It’s hard to know how to review this book without drifting into what might sound like hyperbole. I want to tell you that it was possibly the most powerful novel I’ve read. I want to tell you that I felt like I lived with the characters over the three weeks that it took me to read this book and I want to go and knock on their door and say hi as if we’re old friends.
Mistry tells the story of the intersection of four people’s lives during the mid-1970s in India. Dina, a middle-class widow who clings to her independence any way she can; Maneck a university student from an idyllic hill station who has come to board at Dina’s house; Ishvar, a tailor, employed by Dina, from the untouchable class, come to the city to escape village violence and hardship, and his nephew, 18 yr old Om, also a tailor. The four form an unlikely family unit in Dina’s little house during Indira Ghandi’s “State of Emergency”.
We learn of the history of all four characters—how they got to where they are now in ‘the city’. The tailors’ stories are particularly harrowing. Mistry takes us on a tour of caste violence, where the lives of the untouchables are worth very little. Although Ishvar and Om escape to the city and take up jobs as tailors, their absolute poverty and precarious existence means they are never far away from gross exploitation and sudden violence. Yet they are both warm-hearted and unbelievably optimistic, especially Ishvar, whose warmth and gentleness has left a warm patch on my heart. I feel like I know him and he has touched me with his kindness.
I didn’t know much about the State of Emergency before reading this book, but wow. “Beautification” and forced (and brutal and clinically dangerous) sterilisation… I can sort of understand where the government was coming from because I guess when the population gets out of hand to that extent, things become anarchic and uncontrollable.
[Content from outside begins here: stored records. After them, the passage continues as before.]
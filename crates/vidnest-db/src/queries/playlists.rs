use anyhow::Result;
use rusqlite::Row;

use super::OptionalExt;
use crate::Database;
use crate::models::PlaylistRow;

const PLAYLIST_COLUMNS: &str =
    "p.id, p.name, p.description, p.owner_id, u.username, p.is_public, p.created_at";

fn map_playlist(row: &Row) -> rusqlite::Result<PlaylistRow> {
    Ok(PlaylistRow {
        id: row.get(0)?,
        name: row.get(1)?,
        description: row.get(2)?,
        owner_id: row.get(3)?,
        owner_username: row.get::<_, Option<String>>(4)?.unwrap_or_else(|| "unknown".to_string()),
        is_public: row.get(5)?,
        created_at: row.get(6)?,
    })
}

impl Database {
    pub fn insert_playlist(&self, id: &str, name: &str, description: &str, owner_id: &str) -> Result<()> {
        self.with_conn(|conn| {
            conn.execute(
                "INSERT INTO playlists (id, name, description, owner_id) VALUES (?1, ?2, ?3, ?4)",
                rusqlite::params![id, name, description, owner_id],
            )?;
            Ok(())
        })
    }

    pub fn get_playlist(&self, id: &str) -> Result<Option<PlaylistRow>> {
        self.with_conn(|conn| {
            let sql = format!(
                "SELECT {PLAYLIST_COLUMNS} FROM playlists p LEFT JOIN users u ON p.owner_id = u.id
                 WHERE p.id = ?1"
            );
            let mut stmt = conn.prepare(&sql)?;
            let row = stmt.query_row([id], map_playlist).optional()?;
            Ok(row)
        })
    }

    pub fn list_playlists_by_owner(&self, owner_id: &str) -> Result<Vec<PlaylistRow>> {
        self.with_conn(|conn| {
            let sql = format!(
                "SELECT {PLAYLIST_COLUMNS} FROM playlists p LEFT JOIN users u ON p.owner_id = u.id
                 WHERE p.owner_id = ?1
                 ORDER BY p.created_at DESC"
            );
            let mut stmt = conn.prepare(&sql)?;
            let rows = stmt
                .query_map([owner_id], map_playlist)?
                .collect::<std::result::Result<Vec<_>, _>>()?;
            Ok(rows)
        })
    }

    /// Name and description are both replaced, not merged.
    pub fn update_playlist(&self, id: &str, name: &str, description: &str) -> Result<()> {
        self.with_conn(|conn| {
            conn.execute(
                "UPDATE playlists SET name = ?2, description = ?3, updated_at = datetime('now')
                 WHERE id = ?1",
                rusqlite::params![id, name, description],
            )?;
            Ok(())
        })
    }

    /// Entries cascade with the playlist.
    pub fn delete_playlist(&self, id: &str) -> Result<()> {
        self.with_conn(|conn| {
            conn.execute("DELETE FROM playlists WHERE id = ?1", [id])?;
            Ok(())
        })
    }

    // -- Entries --

    /// Ordered video ids of a playlist.
    pub fn playlist_video_ids(&self, playlist_id: &str) -> Result<Vec<String>> {
        self.with_conn(|conn| {
            let mut stmt = conn.prepare(
                "SELECT video_id FROM playlist_videos WHERE playlist_id = ?1 ORDER BY position",
            )?;
            let rows = stmt
                .query_map([playlist_id], |row| row.get(0))?
                .collect::<std::result::Result<Vec<_>, _>>()?;
            Ok(rows)
        })
    }

    pub fn playlist_contains(&self, playlist_id: &str, video_id: &str) -> Result<bool> {
        self.with_conn(|conn| {
            let count: i64 = conn.query_row(
                "SELECT COUNT(*) FROM playlist_videos WHERE playlist_id = ?1 AND video_id = ?2",
                rusqlite::params![playlist_id, video_id],
                |row| row.get(0),
            )?;
            Ok(count > 0)
        })
    }

    pub fn count_playlist_videos(&self, playlist_id: &str) -> Result<i64> {
        self.with_conn(|conn| {
            let count = conn.query_row(
                "SELECT COUNT(*) FROM playlist_videos WHERE playlist_id = ?1",
                [playlist_id],
                |row| row.get(0),
            )?;
            Ok(count)
        })
    }

    /// Appends the video at the end of the playlist. Returns false when the
    /// video is already present.
    pub fn add_playlist_video(&self, playlist_id: &str, video_id: &str) -> Result<bool> {
        self.with_conn(|conn| {
            let inserted = conn.execute(
                "INSERT OR IGNORE INTO playlist_videos (playlist_id, video_id, position)
                 SELECT ?1, ?2, COALESCE(MAX(position) + 1, 0)
                 FROM playlist_videos WHERE playlist_id = ?1",
                rusqlite::params![playlist_id, video_id],
            )?;
            Ok(inserted > 0)
        })
    }

    /// Returns false when the video was not in the playlist.
    pub fn remove_playlist_video(&self, playlist_id: &str, video_id: &str) -> Result<bool> {
        self.with_conn(|conn| {
            let deleted = conn.execute(
                "DELETE FROM playlist_videos WHERE playlist_id = ?1 AND video_id = ?2",
                rusqlite::params![playlist_id, video_id],
            )?;
            Ok(deleted > 0)
        })
    }
}
//! The mutation gate shared by the comment, tweet, video, and playlist
//! handlers.

use vidnest_types::api::Claims;

/// Marker for a denied mutation; the caller maps it to the
/// resource-specific Forbidden/Unauthorized error.
#[derive(Debug, PartialEq, Eq)]
pub struct MutationDenied;

/// Checks whether the acting user may mutate a resource owned by `owner_id`.
///
/// Edit paths pass `allow_admin_override = false`: only the exact owner may
/// edit, admins included. Delete paths pass `true` for comments and videos
/// and `false` for tweets and playlists, which stay owner-only.
pub fn authorize_mutation(
    claims: &Claims,
    owner_id: &str,
    allow_admin_override: bool,
) -> Result<(), MutationDenied> {
    if claims.sub.to_string() == owner_id {
        return Ok(());
    }
    if allow_admin_override && claims.is_admin() {
        return Ok(());
    }
    Err(MutationDenied)
}

#[cfg(test)]
mod tests {
    use super::*;
    use uuid::Uuid;
    use vidnest_types::models::Role;

    fn claims(role: Role) -> Claims {
        Claims {
            sub: Uuid::new_v4(),
            username: "chai".to_string(),
            role,
            exp: 0,
        }
    }

    #[test]
    fn owner_may_always_mutate() {
        let actor = claims(Role::User);
        let owner_id = actor.sub.to_string();
        assert_eq!(authorize_mutation(&actor, &owner_id, false), Ok(()));
        assert_eq!(authorize_mutation(&actor, &owner_id, true), Ok(()));
    }

    #[test]
    fn admin_override_applies_only_where_allowed() {
        let admin = claims(Role::Admin);
        let someone_else = Uuid::new_v4().to_string();
        // comment/video delete
        assert_eq!(authorize_mutation(&admin, &someone_else, true), Ok(()));
        // edits, tweet/playlist delete
        assert_eq!(
            authorize_mutation(&admin, &someone_else, false),
            Err(MutationDenied)
        );
    }

    #[test]
    fn stranger_is_denied_everywhere() {
        let actor = claims(Role::User);
        let someone_else = Uuid::new_v4().to_string();
        assert_eq!(
            authorize_mutation(&actor, &someone_else, false),
            Err(MutationDenied)
        );
        assert_eq!(
            authorize_mutation(&actor, &someone_else, true),
            Err(MutationDenied)
        );
    }
}
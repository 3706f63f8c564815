//! Shared fixtures for handler-level tests.

use std::sync::Arc;

use uuid::Uuid;

use vidnest_db::Database;
use vidnest_types::api::Claims;
use vidnest_types::models::Role;

use crate::auth::{AppState, AppStateInner};
use crate::storage::MediaStore;

pub(crate) fn test_state() -> AppState {
    Arc::new(AppStateInner {
        db: Database::open_in_memory().unwrap(),
        jwt_secret: "test-secret".into(),
        media: MediaStore::new(std::env::temp_dir().join("vidnest-test-media")),
    })
}

/// Registers a user row and returns claims acting as that user.
pub(crate) fn test_claims(state: &AppState, username: &str, role: Role) -> Claims {
    let id = Uuid::new_v4();
    state
        .db
        .create_user(&id.to_string(), username, "argon2id-hash", role.as_str())
        .unwrap();
    Claims {
        sub: id,
        username: username.to_string(),
        role,
        exp: 0,
    }
}

pub(crate) fn seed_video(state: &AppState, owner: &Claims, title: &str) -> String {
    let id = Uuid::new_v4().to_string();
    state
        .db
        .insert_video(&id, title, "a description", None, "/api/media/thumb", 1.0, &owner.sub.to_string())
        .unwrap();
    id
}
use axum::{
    extract::Request,
    http::header,
    middleware::Next,
    response::Response,
};
use jsonwebtoken::{DecodingKey, Validation, decode};

use vidnest_types::api::Claims;

use crate::error::ApiError;

pub fn jwt_secret() -> String {
    std::env::var("VIDNEST_JWT_SECRET").unwrap_or_else(|_| "dev-secret-change-me".into())
}

/// Extract and validate JWT from Authorization header.
pub async fn require_auth(mut req: Request, next: Next) -> Result<Response, ApiError> {
    let auth_header = req
        .headers()
        .get(header::AUTHORIZATION)
        .and_then(|v| v.to_str().ok())
        .ok_or_else(|| ApiError::unauthorized("Unauthorized request"))?;

    let token = auth_header
        .strip_prefix("Bearer ")
        .ok_or_else(|| ApiError::unauthorized("Unauthorized request"))?;

    let secret = jwt_secret();

    let token_data = decode::<Claims>(
        token,
        &DecodingKey::from_secret(secret.as_bytes()),
        &Validation::default(),
    )
    .map_err(|_| ApiError::unauthorized("Invalid access token"))?;

    req.extensions_mut().insert(token_data.claims);
    Ok(next.run(req).await)
}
But the sheer lack of human rights afforded to anyone during this regime was staggering. Maneck’s experience with his politically active university friend Ashvar; Dina’s landlord’s thuggery; the tailors’ colourful and pretty scary experiences as urban poor all occurred because of the complete curtailment of civil liberties during that time.
Despite the horrors and general bleakness I’ve partially described, the four characters probably would not have come together under other circumstances. The brief time they lived together in Dina’s home was a time of unexpected joy and happiness for all of them. For Maneck and Dina especially, it was the most wonderful time of their lives. I wanted it to continue forever. For the tailors, they probably knew, like everything else in their lives, that happiness and security could not be permanent. Of the four, they were by far and away the most adept at the ‘fine balance’ of hope and despair required to get on with life.
This book made me cry and laugh. There are times when it felt like I was punched in the stomach. There were times when I had to put it down to just chill out for a second. Mistry has written a story with horrors and despair that could easily have been sentimental or sensationalist. Instead it was poignant, funny and beautiful. This is a sad story, but it’s also a really happy one.